In the story Out Of Nowhere, Marie Padian there is a lot of immigration occurring. So there is this highschool and they are taking in people who are struggling with war environments and bad conditions in African countries. These people that are taken in love soccer and that’s their place where they begin to fit in. The trouble is these characters who just were in horrible conditions coming to this brand new culture and they have to decide what they are going to do and how they are going to fit in with the new place. “You don’t like goat. Okay! Peoples all different! Maybe if you eat sambusas maybe you like goat! I don’t know. So now I ask : you eat pig? Somali peoples we say to that … ewww” (Padian 74-75). There are kids on the soccer team like Tom Bouchard who help integrate the new kids into the school and work with them on the soccer team and help them be more comfortable. He makes good friends with Saeed and he meets the family and learns a lot about the culture.

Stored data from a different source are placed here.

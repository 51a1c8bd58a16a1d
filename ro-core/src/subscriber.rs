//! [`Subscriber`]: an [`Observer`] wrapped with a [`Subscription`],
//! enforcing serialization and terminal finality (spec §4.2/§4.3, C3).

use std::{
    any::Any,
    panic::{self, AssertUnwindSafe},
    sync::{
        atomic::{AtomicU8, Ordering},
        Arc,
    },
};

use parking_lot::{Mutex, MutexGuard};

use crate::{
    context::Context,
    error::{BoxError, RoError},
    hooks::{on_dropped_notification, on_unhandled_error, DroppedNotification},
    observer::Observer,
    subscription::Subscription,
};

/// How a [`Subscriber`] serializes calls into its wrapped [`Observer`].
#[derive(Clone, Copy, Debug, PartialEq, Eq)]
pub enum SubscriberMode {
    /// A mutex guards every notification; producers may run concurrently
    /// but never execute two callbacks of the same observer at once.
    Safe,
    /// No synchronization. The producer must guarantee single-threaded
    /// emission itself.
    Unsafe,
    /// Try-lock; on contention the notification is reported as dropped.
    /// Intended for real-time pipelines that favor latency over
    /// completeness.
    EventuallySafe,
}

/// How a `Safe`-mode [`Subscriber`] behaves when its serialization lock is
/// contended.
#[derive(Clone, Copy, Debug, PartialEq, Eq)]
pub enum Backpressure {
    /// Wait on the lock (the default).
    Block,
    /// Try-lock, then drop the notification on contention.
    Drop,
}

const ACTIVE: u8 = 0;
const ERRORED: u8 = 1;
const COMPLETED: u8 = 2;

enum Guard<'a> {
    None,
    Held(#[allow(dead_code)] MutexGuard<'a, ()>),
}

/// Adapter wrapping an [`Observer`] with a [`Subscription`], enforcing
/// terminal finality (at most one of `Error`/`Complete` ever reaches the
/// observer) and the serialization mode chosen at construction.
///
/// `Subscriber` itself implements [`Observer`], so operators can treat the
/// terminal sink of a chain exactly like any other observer.
pub struct Subscriber<T> {
    observer: Arc<dyn Observer<T>>,
    subscription: Subscription,
    status: AtomicU8,
    lock: Option<Mutex<()>>,
    mode: SubscriberMode,
    backpressure: Backpressure,
}

impl<T: 'static + Send> Subscriber<T> {
    /// Wraps `observer` with a fresh [`Subscription`] in `Safe` mode with
    /// `Block` backpressure, the default combination per spec §4.2.
    pub fn new(observer: Arc<dyn Observer<T>>) -> Self {
        Self::with_mode(
            observer,
            Subscription::new(),
            SubscriberMode::Safe,
            Backpressure::Block,
        )
    }

    /// Wraps `observer` with the given subscription, mode and backpressure
    /// policy.
    pub fn with_mode(
        observer: Arc<dyn Observer<T>>,
        subscription: Subscription,
        mode: SubscriberMode,
        backpressure: Backpressure,
    ) -> Self {
        let lock = match mode {
            SubscriberMode::Unsafe => None,
            SubscriberMode::Safe | SubscriberMode::EventuallySafe => Some(Mutex::new(())),
        };
        Self {
            observer,
            subscription,
            status: AtomicU8::new(ACTIVE),
            lock,
            mode,
            backpressure,
        }
    }

    /// The subscription that will be unsubscribed on the first terminal
    /// notification, or that the caller may unsubscribe directly.
    pub fn subscription(&self) -> &Subscription {
        &self.subscription
    }

    /// Non-blocking status query: true once a terminal notification has
    /// been accepted, or the subscription has otherwise been closed.
    /// Safe to call from within the observer's own callback.
    pub fn is_closed(&self) -> bool {
        self.status.load(Ordering::Acquire) != ACTIVE || self.subscription.is_closed()
    }

    /// True once an `Error` notification has been accepted.
    pub fn has_thrown(&self) -> bool {
        self.status.load(Ordering::Acquire) == ERRORED
    }

    /// True once a `Complete` notification has been accepted.
    pub fn is_completed(&self) -> bool {
        self.status.load(Ordering::Acquire) == COMPLETED
    }

    fn try_acquire(&self) -> Option<Guard<'_>> {
        match self.mode {
            SubscriberMode::Unsafe => Some(Guard::None),
            SubscriberMode::Safe => match self.backpressure {
                Backpressure::Block => {
                    Some(Guard::Held(self.lock.as_ref().unwrap().lock()))
                }
                Backpressure::Drop => self
                    .lock
                    .as_ref()
                    .unwrap()
                    .try_lock()
                    .map(Guard::Held),
            },
            SubscriberMode::EventuallySafe => {
                self.lock.as_ref().unwrap().try_lock().map(Guard::Held)
            }
        }
    }

    fn deliver_next(&self, ctx: &Context, value: T) {
        if self.status.load(Ordering::Acquire) != ACTIVE {
            on_dropped_notification(ctx, DroppedNotification::Next(&value));
            return;
        }
        let Some(guard) = self.try_acquire() else {
            on_dropped_notification(ctx, DroppedNotification::Next(&value));
            return;
        };
        if self.status.load(Ordering::Acquire) != ACTIVE {
            drop(guard);
            on_dropped_notification(ctx, DroppedNotification::Next(&value));
            return;
        }
        let result = panic::catch_unwind(AssertUnwindSafe(|| self.observer.on_next(ctx, value)));
        drop(guard);
        if let Err(payload) = result {
            let message = panic_message(&payload);
            self.deliver_error(ctx, RoError::Observer(message).boxed());
        }
    }

    fn deliver_error(&self, ctx: &Context, err: BoxError) {
        if self
            .status
            .compare_exchange(ACTIVE, ERRORED, Ordering::AcqRel, Ordering::Acquire)
            .is_err()
        {
            on_dropped_notification(ctx, DroppedNotification::Error(&err));
            return;
        }
        match self.try_acquire() {
            Some(guard) => {
                let result =
                    panic::catch_unwind(AssertUnwindSafe(|| self.observer.on_error(ctx, err)));
                drop(guard);
                if let Err(payload) = result {
                    let message = panic_message(&payload);
                    on_unhandled_error(ctx, &RoError::Observer(message).boxed());
                }
            }
            None => on_dropped_notification(ctx, DroppedNotification::Error(&err)),
        }
        self.subscription.unsubscribe();
    }

    fn deliver_complete(&self, ctx: &Context) {
        if self
            .status
            .compare_exchange(ACTIVE, COMPLETED, Ordering::AcqRel, Ordering::Acquire)
            .is_err()
        {
            on_dropped_notification(ctx, DroppedNotification::Complete);
            return;
        }
        match self.try_acquire() {
            Some(guard) => {
                let result =
                    panic::catch_unwind(AssertUnwindSafe(|| self.observer.on_complete(ctx)));
                drop(guard);
                if let Err(payload) = result {
                    let message = panic_message(&payload);
                    on_unhandled_error(ctx, &RoError::Observer(message).boxed());
                }
            }
            None => on_dropped_notification(ctx, DroppedNotification::Complete),
        }
        self.subscription.unsubscribe();
    }
}

impl<T: 'static + Send> Observer<T> for Subscriber<T> {
    fn on_next(&self, ctx: &Context, value: T) {
        self.deliver_next(ctx, value);
    }

    fn on_error(&self, ctx: &Context, err: BoxError) {
        self.deliver_error(ctx, err);
    }

    fn on_complete(&self, ctx: &Context) {
        self.deliver_complete(ctx);
    }
}

fn panic_message(payload: &(dyn Any + Send)) -> String {
    if let Some(s) = payload.downcast_ref::<&str>() {
        (*s).to_string()
    } else if let Some(s) = payload.downcast_ref::<String>() {
        s.clone()
    } else {
        "observer callback panicked with a non-string payload".to_string()
    }
}

#[cfg(test)]
mod tests {
    use std::sync::atomic::{AtomicUsize, Ordering};

    use super::*;
    use crate::observer::observer_fn;

    fn counting_observer() -> (Arc<dyn Observer<i32>>, Arc<AtomicUsize>, Arc<AtomicUsize>) {
        let nexts = Arc::new(AtomicUsize::new(0));
        let terminals = Arc::new(AtomicUsize::new(0));
        let n = nexts.clone();
        let t1 = terminals.clone();
        let t2 = terminals.clone();
        let observer = observer_fn(
            move |_ctx, _v: i32| {
                n.fetch_add(1, Ordering::SeqCst);
            },
            move |_ctx, _e| {
                t1.fetch_add(1, Ordering::SeqCst);
            },
            move |_ctx| {
                t2.fetch_add(1, Ordering::SeqCst);
            },
        );
        (Arc::new(observer), nexts, terminals)
    }

    #[test]
    fn only_one_terminal_notification_reaches_the_observer() {
        let (observer, nexts, terminals) = counting_observer();
        let subscriber = Subscriber::new(observer);
        let ctx = Context::background();
        subscriber.on_next(&ctx, 1);
        subscriber.on_complete(&ctx);
        subscriber.on_complete(&ctx);
        subscriber.on_error(&ctx, RoError::UnicastAlreadyObserved.boxed());
        subscriber.on_next(&ctx, 2);
        assert_eq!(nexts.load(Ordering::SeqCst), 1);
        assert_eq!(terminals.load(Ordering::SeqCst), 1);
        assert!(subscriber.is_completed());
        assert!(subscriber.is_closed());
    }

    #[test]
    fn on_next_panic_is_delivered_as_observer_error() {
        let terminals = Arc::new(AtomicUsize::new(0));
        let t = terminals.clone();
        let observer = observer_fn(
            |_ctx, _v: i32| panic!("boom"),
            move |_ctx, err| {
                assert!(err.to_string().contains("ro.Observer"));
                t.fetch_add(1, Ordering::SeqCst);
            },
            |_ctx| {},
        );
        let subscriber = Subscriber::new(Arc::new(observer));
        let ctx = Context::background();
        subscriber.on_next(&ctx, 1);
        assert_eq!(terminals.load(Ordering::SeqCst), 1);
        assert!(subscriber.has_thrown());
    }

    #[test]
    fn unsafe_mode_skips_locking_without_crashing() {
        let (observer, nexts, _) = counting_observer();
        let subscriber = Subscriber::with_mode(
            observer,
            Subscription::new(),
            SubscriberMode::Unsafe,
            Backpressure::Block,
        );
        let ctx = Context::background();
        for i in 0..10 {
            subscriber.on_next(&ctx, i);
        }
        assert_eq!(nexts.load(Ordering::SeqCst), 10);
    }
}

This Ted Talk shows a Nigerian Woman who began to read and write at a young age. The literature she read all had white people with blue eyes playing in the snow. This was new to her because she lived in Nigeria. This is where she was introduced to the Single story. When she came to America her college roommate asked her to play some “tribal music” and she played her Mariah Carey playlist “I recently spoke at a university where a student told me that it was such a shame that Nigerian men were physical abusers like the father character in my novel. I told him that I had just read a novel called ‘American Psycho" (Adichie 10:40). So people are automatically assuming the way she is and going of culture. But, Chimamanda realized she was doing it too. When she had to go to Mexico she expected a bunch of thugs fleeing the border and such but she then realized she was doing exactly what people did to her. This opens her eyes to the danger of a single-story.
How does your book deal with the community accepting new Americans / Immigrants? Are they allowing them to become a part of things or do they have to change in order to “fit in”? Are those from the dominant culture (in this case, those that have lived in America for generations) trying to bridge the gaps by trying the food of immigrants, visiting their homes, asking about their past, volunteering at community outreach programs, etc?